| Exercise |
Return a copy of every line in the records that includes the word "rows".

----- Stored data

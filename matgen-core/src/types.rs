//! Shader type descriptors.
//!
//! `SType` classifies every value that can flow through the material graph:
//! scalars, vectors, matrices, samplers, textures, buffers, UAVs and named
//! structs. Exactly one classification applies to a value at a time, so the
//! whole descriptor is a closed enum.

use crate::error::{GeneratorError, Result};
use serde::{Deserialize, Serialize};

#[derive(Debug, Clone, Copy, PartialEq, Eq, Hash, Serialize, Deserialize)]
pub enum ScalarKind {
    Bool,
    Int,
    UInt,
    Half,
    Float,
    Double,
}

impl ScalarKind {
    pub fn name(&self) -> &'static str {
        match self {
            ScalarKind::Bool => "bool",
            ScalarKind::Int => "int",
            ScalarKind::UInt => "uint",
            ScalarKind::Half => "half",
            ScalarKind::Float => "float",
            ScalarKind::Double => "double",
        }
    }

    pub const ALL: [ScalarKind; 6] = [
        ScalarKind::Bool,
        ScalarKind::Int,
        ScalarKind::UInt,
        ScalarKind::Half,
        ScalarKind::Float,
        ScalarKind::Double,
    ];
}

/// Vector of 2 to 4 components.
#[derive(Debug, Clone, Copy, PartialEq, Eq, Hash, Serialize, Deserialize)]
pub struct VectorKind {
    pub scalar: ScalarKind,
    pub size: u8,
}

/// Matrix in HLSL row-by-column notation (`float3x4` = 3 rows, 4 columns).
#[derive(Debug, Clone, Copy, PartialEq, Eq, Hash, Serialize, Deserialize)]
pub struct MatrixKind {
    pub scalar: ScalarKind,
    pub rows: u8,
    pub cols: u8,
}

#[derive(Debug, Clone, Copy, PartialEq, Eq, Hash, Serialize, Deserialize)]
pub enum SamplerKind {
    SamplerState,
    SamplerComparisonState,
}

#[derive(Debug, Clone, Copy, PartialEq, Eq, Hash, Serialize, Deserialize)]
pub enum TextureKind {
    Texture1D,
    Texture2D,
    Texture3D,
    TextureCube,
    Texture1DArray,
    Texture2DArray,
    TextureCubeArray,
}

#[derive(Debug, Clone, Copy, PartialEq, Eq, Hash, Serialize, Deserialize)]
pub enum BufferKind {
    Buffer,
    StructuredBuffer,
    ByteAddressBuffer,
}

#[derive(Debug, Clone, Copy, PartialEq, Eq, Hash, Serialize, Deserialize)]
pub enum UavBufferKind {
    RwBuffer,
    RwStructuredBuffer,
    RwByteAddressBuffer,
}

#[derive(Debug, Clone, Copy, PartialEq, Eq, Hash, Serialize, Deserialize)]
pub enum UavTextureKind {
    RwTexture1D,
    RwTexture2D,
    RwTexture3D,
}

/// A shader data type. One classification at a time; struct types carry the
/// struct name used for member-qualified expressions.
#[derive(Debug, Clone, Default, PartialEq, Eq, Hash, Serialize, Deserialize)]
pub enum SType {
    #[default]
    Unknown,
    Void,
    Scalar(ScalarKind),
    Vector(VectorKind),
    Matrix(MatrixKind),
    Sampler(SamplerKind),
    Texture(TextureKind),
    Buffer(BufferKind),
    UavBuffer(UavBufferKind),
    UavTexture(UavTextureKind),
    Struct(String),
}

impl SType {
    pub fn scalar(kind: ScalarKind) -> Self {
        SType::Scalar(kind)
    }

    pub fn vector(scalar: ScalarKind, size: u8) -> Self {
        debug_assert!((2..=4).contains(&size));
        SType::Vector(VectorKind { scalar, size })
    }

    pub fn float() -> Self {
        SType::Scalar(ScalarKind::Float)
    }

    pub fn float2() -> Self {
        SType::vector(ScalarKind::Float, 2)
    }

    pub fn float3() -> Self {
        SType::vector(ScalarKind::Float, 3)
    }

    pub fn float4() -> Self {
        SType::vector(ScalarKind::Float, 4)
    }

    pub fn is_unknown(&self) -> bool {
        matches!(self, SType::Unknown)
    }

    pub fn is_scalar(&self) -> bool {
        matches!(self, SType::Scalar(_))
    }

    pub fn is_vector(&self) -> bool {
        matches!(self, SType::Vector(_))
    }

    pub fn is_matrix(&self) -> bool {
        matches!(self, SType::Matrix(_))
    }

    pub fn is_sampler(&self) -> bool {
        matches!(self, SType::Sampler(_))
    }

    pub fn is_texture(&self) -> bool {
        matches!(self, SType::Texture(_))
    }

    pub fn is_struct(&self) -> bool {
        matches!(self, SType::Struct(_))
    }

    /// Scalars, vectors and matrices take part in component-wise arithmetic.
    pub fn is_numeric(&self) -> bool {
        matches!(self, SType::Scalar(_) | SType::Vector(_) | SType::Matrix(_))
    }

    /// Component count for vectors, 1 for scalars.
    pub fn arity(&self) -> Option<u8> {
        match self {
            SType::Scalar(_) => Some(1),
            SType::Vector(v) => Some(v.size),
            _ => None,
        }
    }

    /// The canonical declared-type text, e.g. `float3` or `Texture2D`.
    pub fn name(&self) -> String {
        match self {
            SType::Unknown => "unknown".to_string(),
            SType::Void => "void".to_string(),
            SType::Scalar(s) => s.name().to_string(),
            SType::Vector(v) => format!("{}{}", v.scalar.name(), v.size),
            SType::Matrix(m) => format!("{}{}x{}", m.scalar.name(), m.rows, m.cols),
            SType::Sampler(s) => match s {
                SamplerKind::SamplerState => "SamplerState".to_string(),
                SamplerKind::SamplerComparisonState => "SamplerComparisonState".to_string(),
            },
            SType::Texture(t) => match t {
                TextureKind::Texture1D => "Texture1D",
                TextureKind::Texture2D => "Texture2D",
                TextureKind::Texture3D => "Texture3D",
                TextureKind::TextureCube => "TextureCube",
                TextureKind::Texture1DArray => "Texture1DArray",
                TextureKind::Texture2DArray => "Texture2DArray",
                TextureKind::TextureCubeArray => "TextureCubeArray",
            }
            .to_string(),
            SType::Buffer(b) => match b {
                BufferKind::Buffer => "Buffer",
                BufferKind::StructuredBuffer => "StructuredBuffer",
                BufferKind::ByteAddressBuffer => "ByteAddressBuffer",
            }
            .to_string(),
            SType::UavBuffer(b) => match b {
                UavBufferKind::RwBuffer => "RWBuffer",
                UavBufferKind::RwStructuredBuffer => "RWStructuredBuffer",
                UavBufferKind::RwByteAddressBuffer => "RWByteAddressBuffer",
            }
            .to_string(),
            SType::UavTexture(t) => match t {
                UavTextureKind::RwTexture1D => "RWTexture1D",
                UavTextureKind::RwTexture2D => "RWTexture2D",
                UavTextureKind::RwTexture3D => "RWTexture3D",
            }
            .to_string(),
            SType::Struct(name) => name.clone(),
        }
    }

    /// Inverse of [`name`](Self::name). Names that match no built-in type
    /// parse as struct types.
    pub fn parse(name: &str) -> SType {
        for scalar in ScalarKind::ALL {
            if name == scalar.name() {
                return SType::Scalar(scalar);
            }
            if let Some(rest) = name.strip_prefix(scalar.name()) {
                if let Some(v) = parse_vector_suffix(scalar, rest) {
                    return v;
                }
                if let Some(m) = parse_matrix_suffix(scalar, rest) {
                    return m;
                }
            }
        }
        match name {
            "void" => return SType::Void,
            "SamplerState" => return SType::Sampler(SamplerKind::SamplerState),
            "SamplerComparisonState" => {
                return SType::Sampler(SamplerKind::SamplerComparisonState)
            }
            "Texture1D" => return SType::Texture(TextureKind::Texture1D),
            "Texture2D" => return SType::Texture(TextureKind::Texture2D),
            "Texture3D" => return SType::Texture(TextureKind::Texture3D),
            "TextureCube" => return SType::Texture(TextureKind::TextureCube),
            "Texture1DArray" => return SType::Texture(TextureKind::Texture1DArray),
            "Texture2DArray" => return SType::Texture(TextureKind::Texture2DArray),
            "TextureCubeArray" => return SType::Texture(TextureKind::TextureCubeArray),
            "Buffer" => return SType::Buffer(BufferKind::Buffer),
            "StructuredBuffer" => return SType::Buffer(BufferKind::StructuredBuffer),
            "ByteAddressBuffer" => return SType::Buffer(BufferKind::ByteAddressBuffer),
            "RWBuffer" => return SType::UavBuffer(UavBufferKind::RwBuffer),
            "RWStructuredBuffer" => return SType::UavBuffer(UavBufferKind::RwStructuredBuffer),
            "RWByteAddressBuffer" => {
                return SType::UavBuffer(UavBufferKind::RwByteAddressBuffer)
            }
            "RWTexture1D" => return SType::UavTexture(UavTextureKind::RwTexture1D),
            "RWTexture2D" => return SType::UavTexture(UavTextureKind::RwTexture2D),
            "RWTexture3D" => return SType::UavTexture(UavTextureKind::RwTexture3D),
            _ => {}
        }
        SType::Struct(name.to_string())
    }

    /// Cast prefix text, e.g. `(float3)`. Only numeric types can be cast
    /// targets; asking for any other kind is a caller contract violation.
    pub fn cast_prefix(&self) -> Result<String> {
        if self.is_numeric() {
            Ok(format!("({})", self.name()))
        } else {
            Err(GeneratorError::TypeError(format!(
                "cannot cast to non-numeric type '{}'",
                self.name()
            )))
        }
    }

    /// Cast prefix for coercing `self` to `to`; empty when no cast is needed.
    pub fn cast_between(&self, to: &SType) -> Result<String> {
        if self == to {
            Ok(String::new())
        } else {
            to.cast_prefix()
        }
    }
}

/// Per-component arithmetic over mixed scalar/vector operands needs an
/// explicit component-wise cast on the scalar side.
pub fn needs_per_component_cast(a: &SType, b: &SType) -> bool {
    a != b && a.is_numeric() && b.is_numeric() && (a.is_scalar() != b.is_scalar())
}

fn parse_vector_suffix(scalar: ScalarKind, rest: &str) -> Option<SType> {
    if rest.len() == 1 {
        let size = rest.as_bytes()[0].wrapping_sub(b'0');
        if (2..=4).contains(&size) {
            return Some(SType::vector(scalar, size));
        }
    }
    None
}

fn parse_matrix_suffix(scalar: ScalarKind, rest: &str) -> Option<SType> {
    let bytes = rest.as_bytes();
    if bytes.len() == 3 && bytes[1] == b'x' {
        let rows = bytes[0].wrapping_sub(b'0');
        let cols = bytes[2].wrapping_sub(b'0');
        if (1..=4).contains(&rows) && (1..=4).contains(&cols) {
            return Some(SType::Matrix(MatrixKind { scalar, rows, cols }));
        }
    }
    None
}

----------

| Task response |
/// Matrix in HLSL row-by-column notation (`float3x4` = 3 rows, 4 columns).
    pub rows: u8,
            SType::Matrix(m) => format!("{}{}x{}", m.scalar.name(), m.rows, m.cols),
        let rows = bytes[0].wrapping_sub(b'0');
        if (1..=4).contains(&rows) && (1..=4).contains(&cols) {
            return Some(SType::Matrix(MatrixKind { scalar, rows, cols }));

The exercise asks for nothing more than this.